**TASK BRIEF**
For each line below that holds "breaks", return the line as it stands.

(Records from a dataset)
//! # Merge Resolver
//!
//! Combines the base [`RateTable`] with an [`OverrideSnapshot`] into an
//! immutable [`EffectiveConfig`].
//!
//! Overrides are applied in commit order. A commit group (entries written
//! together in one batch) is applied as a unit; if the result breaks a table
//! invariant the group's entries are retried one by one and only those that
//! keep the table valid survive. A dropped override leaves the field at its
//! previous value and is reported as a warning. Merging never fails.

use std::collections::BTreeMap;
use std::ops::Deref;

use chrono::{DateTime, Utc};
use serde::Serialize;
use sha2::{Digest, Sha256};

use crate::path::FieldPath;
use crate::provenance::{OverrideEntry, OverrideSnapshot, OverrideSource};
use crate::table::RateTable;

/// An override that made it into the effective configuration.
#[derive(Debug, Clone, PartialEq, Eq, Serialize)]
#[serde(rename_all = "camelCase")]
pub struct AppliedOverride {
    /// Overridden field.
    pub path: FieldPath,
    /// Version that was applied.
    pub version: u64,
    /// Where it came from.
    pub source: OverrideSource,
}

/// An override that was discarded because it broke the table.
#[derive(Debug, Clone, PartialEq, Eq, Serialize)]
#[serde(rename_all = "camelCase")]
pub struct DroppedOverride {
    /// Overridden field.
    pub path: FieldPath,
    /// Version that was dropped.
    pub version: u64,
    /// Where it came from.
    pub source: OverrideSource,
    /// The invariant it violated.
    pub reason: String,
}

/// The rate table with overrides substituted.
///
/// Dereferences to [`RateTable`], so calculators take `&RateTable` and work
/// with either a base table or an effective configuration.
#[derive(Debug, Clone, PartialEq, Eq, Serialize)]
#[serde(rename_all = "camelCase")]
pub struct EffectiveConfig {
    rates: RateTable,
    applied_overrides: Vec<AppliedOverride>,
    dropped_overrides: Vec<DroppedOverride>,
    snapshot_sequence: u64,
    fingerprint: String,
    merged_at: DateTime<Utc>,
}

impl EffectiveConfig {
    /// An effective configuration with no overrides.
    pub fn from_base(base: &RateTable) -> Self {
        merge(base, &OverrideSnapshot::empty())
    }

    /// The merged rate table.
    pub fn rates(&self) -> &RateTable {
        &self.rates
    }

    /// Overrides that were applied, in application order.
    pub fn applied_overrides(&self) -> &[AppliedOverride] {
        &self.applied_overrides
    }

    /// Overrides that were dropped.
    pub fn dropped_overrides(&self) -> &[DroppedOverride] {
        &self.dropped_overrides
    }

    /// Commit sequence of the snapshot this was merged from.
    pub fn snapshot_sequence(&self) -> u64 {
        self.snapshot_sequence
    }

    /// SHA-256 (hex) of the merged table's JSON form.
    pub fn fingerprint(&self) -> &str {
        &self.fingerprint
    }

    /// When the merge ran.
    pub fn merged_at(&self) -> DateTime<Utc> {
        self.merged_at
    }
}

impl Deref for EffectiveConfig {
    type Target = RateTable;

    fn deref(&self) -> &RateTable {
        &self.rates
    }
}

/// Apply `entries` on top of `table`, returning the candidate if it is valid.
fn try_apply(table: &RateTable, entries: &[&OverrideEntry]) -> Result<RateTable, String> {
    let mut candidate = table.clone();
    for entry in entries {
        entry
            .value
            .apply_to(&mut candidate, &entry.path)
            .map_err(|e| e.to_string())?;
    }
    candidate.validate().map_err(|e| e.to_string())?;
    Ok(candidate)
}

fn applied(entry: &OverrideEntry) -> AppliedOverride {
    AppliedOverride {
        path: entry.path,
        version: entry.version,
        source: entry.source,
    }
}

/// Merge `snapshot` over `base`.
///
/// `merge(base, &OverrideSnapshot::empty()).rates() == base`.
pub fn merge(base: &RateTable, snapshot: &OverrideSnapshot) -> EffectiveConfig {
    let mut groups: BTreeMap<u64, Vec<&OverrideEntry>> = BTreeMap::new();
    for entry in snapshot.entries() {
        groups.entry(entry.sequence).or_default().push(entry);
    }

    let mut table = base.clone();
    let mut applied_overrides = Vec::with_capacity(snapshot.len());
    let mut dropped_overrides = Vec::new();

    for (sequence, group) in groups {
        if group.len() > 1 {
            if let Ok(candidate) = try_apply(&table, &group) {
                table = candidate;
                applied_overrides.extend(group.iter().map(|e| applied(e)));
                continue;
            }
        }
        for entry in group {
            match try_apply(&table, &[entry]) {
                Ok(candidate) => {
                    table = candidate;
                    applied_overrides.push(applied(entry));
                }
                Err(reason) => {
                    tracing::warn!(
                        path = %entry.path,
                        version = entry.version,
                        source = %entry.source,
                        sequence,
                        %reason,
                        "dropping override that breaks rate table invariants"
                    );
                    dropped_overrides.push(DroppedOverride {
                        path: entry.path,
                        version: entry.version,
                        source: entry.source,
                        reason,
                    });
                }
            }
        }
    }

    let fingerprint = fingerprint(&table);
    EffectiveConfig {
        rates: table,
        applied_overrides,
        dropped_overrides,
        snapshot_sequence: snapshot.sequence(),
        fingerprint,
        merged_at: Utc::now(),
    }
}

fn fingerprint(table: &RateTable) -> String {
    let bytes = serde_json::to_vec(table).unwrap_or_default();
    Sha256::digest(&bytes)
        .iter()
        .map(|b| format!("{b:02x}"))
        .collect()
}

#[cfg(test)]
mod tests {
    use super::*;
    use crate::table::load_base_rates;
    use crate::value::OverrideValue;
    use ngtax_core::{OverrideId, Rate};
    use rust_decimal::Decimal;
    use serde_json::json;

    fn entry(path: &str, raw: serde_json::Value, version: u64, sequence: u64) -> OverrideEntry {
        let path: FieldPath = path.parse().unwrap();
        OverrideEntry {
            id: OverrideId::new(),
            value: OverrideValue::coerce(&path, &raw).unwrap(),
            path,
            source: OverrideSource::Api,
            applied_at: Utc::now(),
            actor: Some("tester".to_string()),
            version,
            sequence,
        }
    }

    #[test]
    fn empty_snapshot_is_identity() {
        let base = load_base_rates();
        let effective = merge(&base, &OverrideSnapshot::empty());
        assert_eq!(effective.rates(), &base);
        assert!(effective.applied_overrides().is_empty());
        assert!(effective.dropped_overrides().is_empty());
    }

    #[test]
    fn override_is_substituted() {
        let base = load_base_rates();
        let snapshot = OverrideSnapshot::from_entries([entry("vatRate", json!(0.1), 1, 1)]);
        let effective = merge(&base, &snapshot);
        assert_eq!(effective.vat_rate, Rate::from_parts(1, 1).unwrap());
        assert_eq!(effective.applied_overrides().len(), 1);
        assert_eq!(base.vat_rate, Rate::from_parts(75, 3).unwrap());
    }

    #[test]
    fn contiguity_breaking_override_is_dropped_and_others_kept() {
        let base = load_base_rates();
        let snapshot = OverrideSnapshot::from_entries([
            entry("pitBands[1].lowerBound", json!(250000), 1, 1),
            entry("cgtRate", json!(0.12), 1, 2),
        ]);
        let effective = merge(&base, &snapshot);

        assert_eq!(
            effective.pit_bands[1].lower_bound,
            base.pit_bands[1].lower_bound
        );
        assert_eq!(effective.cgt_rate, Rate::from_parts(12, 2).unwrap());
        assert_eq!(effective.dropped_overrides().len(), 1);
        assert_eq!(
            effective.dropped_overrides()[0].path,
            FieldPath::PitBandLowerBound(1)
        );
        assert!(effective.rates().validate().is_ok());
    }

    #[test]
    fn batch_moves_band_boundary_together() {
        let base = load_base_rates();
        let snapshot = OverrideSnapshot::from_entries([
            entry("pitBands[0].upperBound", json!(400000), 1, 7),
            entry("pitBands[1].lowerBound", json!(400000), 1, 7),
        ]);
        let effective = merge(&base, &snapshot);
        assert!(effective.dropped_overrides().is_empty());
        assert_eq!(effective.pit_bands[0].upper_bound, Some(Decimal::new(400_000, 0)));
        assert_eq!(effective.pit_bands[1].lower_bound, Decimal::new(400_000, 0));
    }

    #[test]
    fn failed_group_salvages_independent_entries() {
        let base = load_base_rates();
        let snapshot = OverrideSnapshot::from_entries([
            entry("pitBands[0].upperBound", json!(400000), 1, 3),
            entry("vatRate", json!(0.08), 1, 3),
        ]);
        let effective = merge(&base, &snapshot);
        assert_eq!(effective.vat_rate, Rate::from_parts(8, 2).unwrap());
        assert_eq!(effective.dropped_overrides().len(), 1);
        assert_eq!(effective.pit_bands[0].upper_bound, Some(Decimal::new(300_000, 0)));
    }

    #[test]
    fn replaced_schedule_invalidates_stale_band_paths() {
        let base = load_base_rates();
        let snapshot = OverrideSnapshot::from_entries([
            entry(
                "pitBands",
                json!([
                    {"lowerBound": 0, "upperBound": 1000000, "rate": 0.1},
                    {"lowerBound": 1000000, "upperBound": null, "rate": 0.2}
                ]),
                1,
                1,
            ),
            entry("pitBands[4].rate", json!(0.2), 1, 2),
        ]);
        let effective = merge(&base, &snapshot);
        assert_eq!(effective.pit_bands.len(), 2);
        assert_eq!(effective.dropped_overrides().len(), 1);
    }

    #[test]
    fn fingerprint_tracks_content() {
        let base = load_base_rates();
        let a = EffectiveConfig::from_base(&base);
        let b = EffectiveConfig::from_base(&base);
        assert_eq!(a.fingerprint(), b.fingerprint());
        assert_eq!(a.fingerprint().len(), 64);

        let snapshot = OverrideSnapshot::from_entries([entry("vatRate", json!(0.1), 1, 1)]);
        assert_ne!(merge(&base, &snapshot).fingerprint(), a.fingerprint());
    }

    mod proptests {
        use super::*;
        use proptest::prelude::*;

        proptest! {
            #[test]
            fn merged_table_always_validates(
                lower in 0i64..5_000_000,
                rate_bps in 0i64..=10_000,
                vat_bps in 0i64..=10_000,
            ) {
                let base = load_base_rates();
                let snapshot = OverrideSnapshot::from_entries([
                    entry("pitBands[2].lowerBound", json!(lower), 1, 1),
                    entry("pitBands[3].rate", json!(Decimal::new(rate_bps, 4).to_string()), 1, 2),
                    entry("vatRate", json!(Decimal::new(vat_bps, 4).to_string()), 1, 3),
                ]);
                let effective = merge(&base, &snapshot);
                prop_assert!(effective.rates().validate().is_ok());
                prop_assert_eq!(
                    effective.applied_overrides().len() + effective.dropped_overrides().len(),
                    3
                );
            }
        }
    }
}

**REPLY**
//! together in one batch) is applied as a unit; if the result breaks a table
                        "dropping override that breaks rate table invariants"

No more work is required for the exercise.